A3 adenosine receptor agonist, CF102, protects against hepatic ischemia/reperfusion injury following partial hepatectomy

Ischemia/reperfusion (IR) injury during clinical hepatic procedures is characterized by inflammatory conditions and the apoptosis of hepatocytes. Nuclear factor‑κB (NF‑κB), nitric oxide and the expression levels of inflammatory cytokines, tumor necrosis factor‑α and interleukin‑1 were observed to increase following IR and mediate the inflammatory response in the liver. CF102 is a highly selective A3 adenosine receptor (A3AR) agonist, and has been identified to induce an anti‑inflammatory and protective effect on the liver via the downregulation of the NF‑κB signaling pathway.
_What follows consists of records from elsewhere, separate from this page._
//! Encoded instruction text.
//!
//! An instruction is a colon-delimited string, `NAME:arg1:arg2:...`. The name
//! is case-insensitive and stored upper-cased; arguments keep their case and
//! are interpreted by each effect or condition.
//!
//! Instructions are split once when loaded and reused for every invocation.
//! Token indices follow the data format: token 0 is the name, token 1 the
//! first argument.
//!
//! ```
//! use enchant_engine::grammar::EncodedInstruction;
//!
//! let ins = EncodedInstruction::parse("potion:SPEED:2:30");
//! assert_eq!(ins.name(), "POTION");
//! assert_eq!(ins.token(1), Some("SPEED"));
//! assert_eq!(ins.u32_or(2, 1), 2);
//! assert_eq!(ins.u32_or(9, 7), 7);
//! assert_eq!(ins.as_str(), "potion:SPEED:2:30");
//! ```

use std::str::FromStr;

use serde::{Deserialize, Serialize};
use smallvec::SmallVec;

/// Token separator.
pub const DELIMITER: char = ':';

/// A parsed, immutable instruction.
#[derive(Clone, Debug, PartialEq, Eq, Serialize, Deserialize)]
#[serde(from = "String", into = "String")]
pub struct EncodedInstruction {
    raw: String,
    tokens: SmallVec<[String; 6]>,
}

impl EncodedInstruction {
    /// Split raw instruction text into tokens.
    ///
    /// Never fails: empty text yields an instruction with an empty name,
    /// which no registry entry matches.
    pub fn parse(raw: impl Into<String>) -> Self {
        let raw = raw.into();
        let mut tokens: SmallVec<[String; 6]> =
            raw.trim().split(DELIMITER).map(|t| t.trim().to_string()).collect();
        if let Some(name) = tokens.first_mut() {
            *name = name.to_ascii_uppercase();
        }
        Self { raw, tokens }
    }

    /// The original text.
    #[must_use]
    pub fn as_str(&self) -> &str {
        &self.raw
    }

    /// Upper-cased instruction name.
    #[must_use]
    pub fn name(&self) -> &str {
        self.tokens.first().map_or("", String::as_str)
    }

    /// Token at `index` (0 is the name).
    #[must_use]
    pub fn token(&self, index: usize) -> Option<&str> {
        self.tokens.get(index).map(String::as_str)
    }

    /// Number of tokens including the name.
    #[must_use]
    pub fn len(&self) -> usize {
        self.tokens.len()
    }

    #[must_use]
    pub fn is_empty(&self) -> bool {
        self.name().is_empty()
    }

    /// Numeric token, or `default` when missing or unparseable.
    #[must_use]
    pub fn parse_or<T: FromStr>(&self, index: usize, default: T) -> T {
        self.token(index)
            .and_then(|t| t.parse().ok())
            .unwrap_or(default)
    }

    #[must_use]
    pub fn i64_or(&self, index: usize, default: i64) -> i64 {
        self.parse_or(index, default)
    }

    #[must_use]
    pub fn u32_or(&self, index: usize, default: u32) -> u32 {
        self.parse_or(index, default)
    }

    #[must_use]
    pub fn f64_or(&self, index: usize, default: f64) -> f64 {
        self.token(index)
            .and_then(|t| t.parse::<f64>().ok())
            .filter(|v| v.is_finite())
            .unwrap_or(default)
    }

    /// Whether the token at `index` equals `keyword`, ignoring case.
    #[must_use]
    pub fn is_keyword(&self, index: usize, keyword: &str) -> bool {
        self.token(index).is_some_and(|t| t.eq_ignore_ascii_case(keyword))
    }
}

impl From<String> for EncodedInstruction {
    fn from(value: String) -> Self {
        Self::parse(value)
    }
}

impl From<&str> for EncodedInstruction {
    fn from(value: &str) -> Self {
        Self::parse(value)
    }
}

impl From<EncodedInstruction> for String {
    fn from(value: EncodedInstruction) -> Self {
        value.raw
    }
}

impl std::fmt::Display for EncodedInstruction {
    fn fmt(&self, f: &mut std::fmt::Formatter<'_>) -> std::fmt::Result {
        f.write_str(&self.raw)
    }
}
The present study aimed to determine the effect of CF102 on protecting the liver against IR injury. The potential protective effect of CF102 (100 µg/kg) was assessed using an IR injury model on 70% of the liver of Wistar rats, which was induced by clamping the hepatic vasculature for 30 min. The regenerative effect of CF102 was assessed by the partial hepatectomy of 70% of the liver during 10 min of IR. CF102 reduced the levels of liver enzymes following IR injury. A higher regeneration rate in the CF102 treatment group was observed compared with the control group, suggesting that CF102 had a positive effect on the proliferation of hepatocytes following hepatectomy. CF102 had a protective effect on the liver of Wistar rats subsequent to IR injury during hepatectomy. This may be due to an anti‑inflammatory and anti‑apoptotic effect mediated by the A3AR.